== Segment start ==

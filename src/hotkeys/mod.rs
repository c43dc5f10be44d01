//! Global hotkey arbitration.
//!
//! This module provides:
//! - Canonical hotkey encoding (`Hotkey` / `Shortcut` -> `HotkeyHandle`)
//! - A shared registry of module claims with conflict classification
//! - System conflict probing through the OS registration backend
//! - Conflict export for the settings UI
//! - Dispatch of OS-registered and hook-matched hotkeys
//!
//! # Example
//!
//! ```ignore
//! use std::sync::Arc;
//! use hotkey_registry::hotkeys::{
//!     BackendProbe, GlobalHotkeyBackend, HotkeyAction, HotkeyRegistry, HotkeyService,
//!     RegistryOptions, Shortcut,
//! };
//!
//! let backend = Arc::new(GlobalHotkeyBackend::spawn()?);
//! let registry = Arc::new(HotkeyRegistry::new(
//!     Arc::new(BackendProbe::new(backend.clone())),
//!     RegistryOptions::default(),
//! ));
//! let service = HotkeyService::new(registry, backend);
//! service.register(
//!     Shortcut::parse("win+shift+c")?,
//!     "ColorPicker",
//!     "Activate",
//!     HotkeyAction::parameterized(|_, _| println!("pick")),
//! );
//! ```

mod action;
mod backend;
mod conflict;
mod dispatch;
mod persistence;
mod probe;
mod registry;
mod service;
mod types;

#[cfg(test)]
mod testing;

pub use action::{HotkeyAction, Mechanism, ParameterizedCallback, SimpleCallback};
pub use backend::{code_for_vk, BackendError, GlobalHotkeyBackend, SystemHotkeyBackend};
pub use conflict::{classify, ConflictKind, ConflictRecord, ConflictSets, Verdict};
pub use dispatch::{
    DispatchFrontEnd, KeyEvent, KeyEventKind, KeySynthesizer, ModifierState,
    ModifierStateSource, NoModifiers, NoopSynthesizer, RegistrationPass, DUMMY_KEY,
};
pub use persistence::{
    ConflictDocument, ConflictExporter, ConflictGroup, PersistenceError, DEFAULT_CONFLICTS_FILE,
};
pub use probe::{BackendProbe, NoSystemConflicts, ReservedShortcutsProbe, SystemConflictProbe};
pub use registry::{HotkeyRegistry, RegistryEntry, RegistryOptions};
pub use service::HotkeyService;
pub use types::{
    key_name, vk_from_name, Hotkey, HotkeyHandle, Shortcut, ShortcutParseError, MOD_ALT,
    MOD_CONTROL, MOD_SHIFT, MOD_WIN,
};
//! Declared module bindings.
//!
//! A bindings file lists the hotkeys each module wants, e.g.
//!
//! ```json
//! [
//!   { "moduleName": "Launcher", "hotkeyName": "Open", "shortcut": "alt+space",
//!     "mechanism": "shortcut" },
//!   { "moduleName": "Peek", "hotkeyName": "Toggle", "shortcut": "ctrl+space" }
//! ]
//! ```
//!
//! `mechanism` defaults to `shortcut`.

use std::fs;
use std::path::Path;

use serde::{Deserialize, Serialize};
use tracing::{info, warn};

use crate::error::{HotkeyError, Result};
use crate::hotkeys::{HotkeyAction, HotkeyRegistry, Mechanism, Shortcut};

#[derive(Debug, Clone, PartialEq, Eq, Serialize, Deserialize)]
#[serde(rename_all = "camelCase")]
pub struct BindingDecl {
    pub module_name: String,
    pub hotkey_name: String,
    pub shortcut: String,
    #[serde(default = "default_mechanism")]
    pub mechanism: Mechanism,
}

fn default_mechanism() -> Mechanism {
    Mechanism::Shortcut
}

impl BindingDecl {
    pub fn parse_shortcut(&self) -> Result<Shortcut> {
        let shortcut = Shortcut::parse(&self.shortcut)?;
        if !shortcut.to_hotkey().is_valid() {
            return Err(HotkeyError::InvalidHotkey(self.shortcut.clone()));
        }
        Ok(shortcut)
    }

    /// Action that only logs the trigger; used when no real handler exists.
    pub fn logging_action(&self) -> HotkeyAction {
        let module = self.module_name.clone();
        let name = self.hotkey_name.clone();
        match self.mechanism {
            Mechanism::Hook => HotkeyAction::simple(move || {
                info!(event_type = "hotkey_fired", module = %module, name = %name, "Hotkey fired");
                true
            }),
            Mechanism::Shortcut => HotkeyAction::parameterized(move |mods, key| {
                info!(
                    event_type = "hotkey_fired",
                    module = %module,
                    name = %name,
                    mods,
                    key,
                    "Hotkey fired"
                );
            }),
        }
    }
}

/// Outcome of adding a list of bindings to a registry.
#[derive(Debug, Default)]
pub struct ApplyReport {
    pub added: usize,
    pub rejected: Vec<BindingDecl>,
    pub invalid: Vec<(BindingDecl, HotkeyError)>,
}

pub fn load_bindings(path: &Path) -> Result<Vec<BindingDecl>> {
    let content = fs::read_to_string(path).map_err(|e| {
        HotkeyError::Config(format!("cannot read bindings {}: {}", path.display(), e))
    })?;
    serde_json::from_str(&content).map_err(|e| {
        HotkeyError::Config(format!("invalid bindings {}: {}", path.display(), e))
    })
}

/// Add every binding to `registry` with a logging action.
pub fn apply_bindings(registry: &HotkeyRegistry, bindings: &[BindingDecl]) -> ApplyReport {
    let mut report = ApplyReport::default();
    for binding in bindings {
        let shortcut = match binding.parse_shortcut() {
            Ok(shortcut) => shortcut,
            Err(e) => {
                warn!(
                    module = %binding.module_name,
                    name = %binding.hotkey_name,
                    shortcut = %binding.shortcut,
                    error = %e,
                    "Skipping invalid binding"
                );
                report.invalid.push((binding.clone(), e));
                continue;
            }
        };
        if registry.add_record(
            shortcut,
            &binding.module_name,
            &binding.hotkey_name,
            binding.logging_action(),
        ) {
            report.added += 1;
        } else {
            report.rejected.push(binding.clone());
        }
    }
    report
}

== Segment end ==

Please reproduce every line of the material word for word.

filename src/hotkeys/mod.rs
repository c43dc5f10be44d01
//! Global hotkey arbitration.
//!
//! This module provides:
//! - Canonical hotkey encoding (`Hotkey` / `Shortcut` -> `HotkeyHandle`)
//! - A shared registry of module claims with conflict classification
//! - System conflict probing through the OS registration backend
//! - Conflict export for the settings UI
//! - Dispatch of OS-registered and hook-matched hotkeys
//!
//! # Example
//!
//! ```ignore
//! use std::sync::Arc;
//! use hotkey_registry::hotkeys::{
//!     BackendProbe, GlobalHotkeyBackend, HotkeyAction, HotkeyRegistry, HotkeyService,
//!     RegistryOptions, Shortcut,
//! };
//!
//! let backend = Arc::new(GlobalHotkeyBackend::spawn()?);
//! let registry = Arc::new(HotkeyRegistry::new(
//!     Arc::new(BackendProbe::new(backend.clone())),
//!     RegistryOptions::default(),
//! ));
//! let service = HotkeyService::new(registry, backend);
//! service.register(
//!     Shortcut::parse("win+shift+c")?,
//!     "ColorPicker",
//!     "Activate",
//!     HotkeyAction::parameterized(|_, _| println!("pick")),
//! );
//! ```

mod action;
mod backend;
mod conflict;
mod dispatch;
mod persistence;
mod probe;
mod registry;
mod service;
mod types;

#[cfg(test)]
mod testing;

pub use action::{HotkeyAction, Mechanism, ParameterizedCallback, SimpleCallback};
pub use backend::{code_for_vk, BackendError, GlobalHotkeyBackend, SystemHotkeyBackend};
pub use conflict::{classify, ConflictKind, ConflictRecord, ConflictSets, Verdict};
pub use dispatch::{
    DispatchFrontEnd, KeyEvent, KeyEventKind, KeySynthesizer, ModifierState,
    ModifierStateSource, NoModifiers, NoopSynthesizer, RegistrationPass, DUMMY_KEY,
};
pub use persistence::{
    ConflictDocument, ConflictExporter, ConflictGroup, PersistenceError, DEFAULT_CONFLICTS_FILE,
};
pub use probe::{BackendProbe, NoSystemConflicts, ReservedShortcutsProbe, SystemConflictProbe};
pub use registry::{HotkeyRegistry, RegistryEntry, RegistryOptions};
pub use service::HotkeyService;
pub use types::{
    key_name, vk_from_name, Hotkey, HotkeyHandle, Shortcut, ShortcutParseError, MOD_ALT,
    MOD_CONTROL, MOD_SHIFT, MOD_WIN,
};
//! Declared module bindings.
//!
//! A bindings file lists the hotkeys each module wants, e.g.
//!
//! ```json
//! [
//!   { "moduleName": "Launcher", "hotkeyName": "Open", "shortcut": "alt+space",
//!     "mechanism": "shortcut" },
//!   { "moduleName": "Peek", "hotkeyName": "Toggle", "shortcut": "ctrl+space" }
//! ]
//! ```
//!
//! `mechanism` defaults to `shortcut`.

use std::fs;
use std::path::Path;

use serde::{Deserialize, Serialize};
use tracing::{info, warn};

use crate::error::{HotkeyError, Result};
use crate::hotkeys::{HotkeyAction, HotkeyRegistry, Mechanism, Shortcut};

#[derive(Debug, Clone, PartialEq, Eq, Serialize, Deserialize)]
#[serde(rename_all = "camelCase")]
pub struct BindingDecl {
    pub module_name: String,
    pub hotkey_name: String,
    pub shortcut: String,
    #[serde(default = "default_mechanism")]
    pub mechanism: Mechanism,
}

fn default_mechanism() -> Mechanism {
    Mechanism::Shortcut
}

impl BindingDecl {
    pub fn parse_shortcut(&self) -> Result<Shortcut> {
        let shortcut = Shortcut::parse(&self.shortcut)?;
        if !shortcut.to_hotkey().is_valid() {
            return Err(HotkeyError::InvalidHotkey(self.shortcut.clone()));
        }
        Ok(shortcut)
    }

    /// Action that only logs the trigger; used when no real handler exists.
    pub fn logging_action(&self) -> HotkeyAction {
        let module = self.module_name.clone();
        let name = self.hotkey_name.clone();
        match self.mechanism {
            Mechanism::Hook => HotkeyAction::simple(move || {
                info!(event_type = "hotkey_fired", module = %module, name = %name, "Hotkey fired");
                true
            }),
            Mechanism::Shortcut => HotkeyAction::parameterized(move |mods, key| {
                info!(
                    event_type = "hotkey_fired",
                    module = %module,
                    name = %name,
                    mods,
                    key,
                    "Hotkey fired"
                );
            }),
        }
    }
}

/// Outcome of adding a list of bindings to a registry.
#[derive(Debug, Default)]
pub struct ApplyReport {
    pub added: usize,
    pub rejected: Vec<BindingDecl>,
    pub invalid: Vec<(BindingDecl, HotkeyError)>,
}

pub fn load_bindings(path: &Path) -> Result<Vec<BindingDecl>> {
    let content = fs::read_to_string(path).map_err(|e| {
        HotkeyError::Config(format!("cannot read bindings {}: {}", path.display(), e))
    })?;
    serde_json::from_str(&content).map_err(|e| {
        HotkeyError::Config(format!("invalid bindings {}: {}", path.display(), e))
    })
}

/// Add every binding to `registry` with a logging action.
pub fn apply_bindings(registry: &HotkeyRegistry, bindings: &[BindingDecl]) -> ApplyReport {
    let mut report = ApplyReport::default();
    for binding in bindings {
        let shortcut = match binding.parse_shortcut() {
            Ok(shortcut) => shortcut,
            Err(e) => {
                warn!(
                    module = %binding.module_name,
                    name = %binding.hotkey_name,
                    shortcut = %binding.shortcut,
                    error = %e,
                    "Skipping invalid binding"
                );
                report.invalid.push((binding.clone(), e));
                continue;
            }
        };
        if registry.add_record(
            shortcut,
            &binding.module_name,
            &binding.hotkey_name,
            binding.logging_action(),
        ) {
            report.added += 1;
        } else {
            report.rejected.push(binding.clone());
        }
    }
    report
}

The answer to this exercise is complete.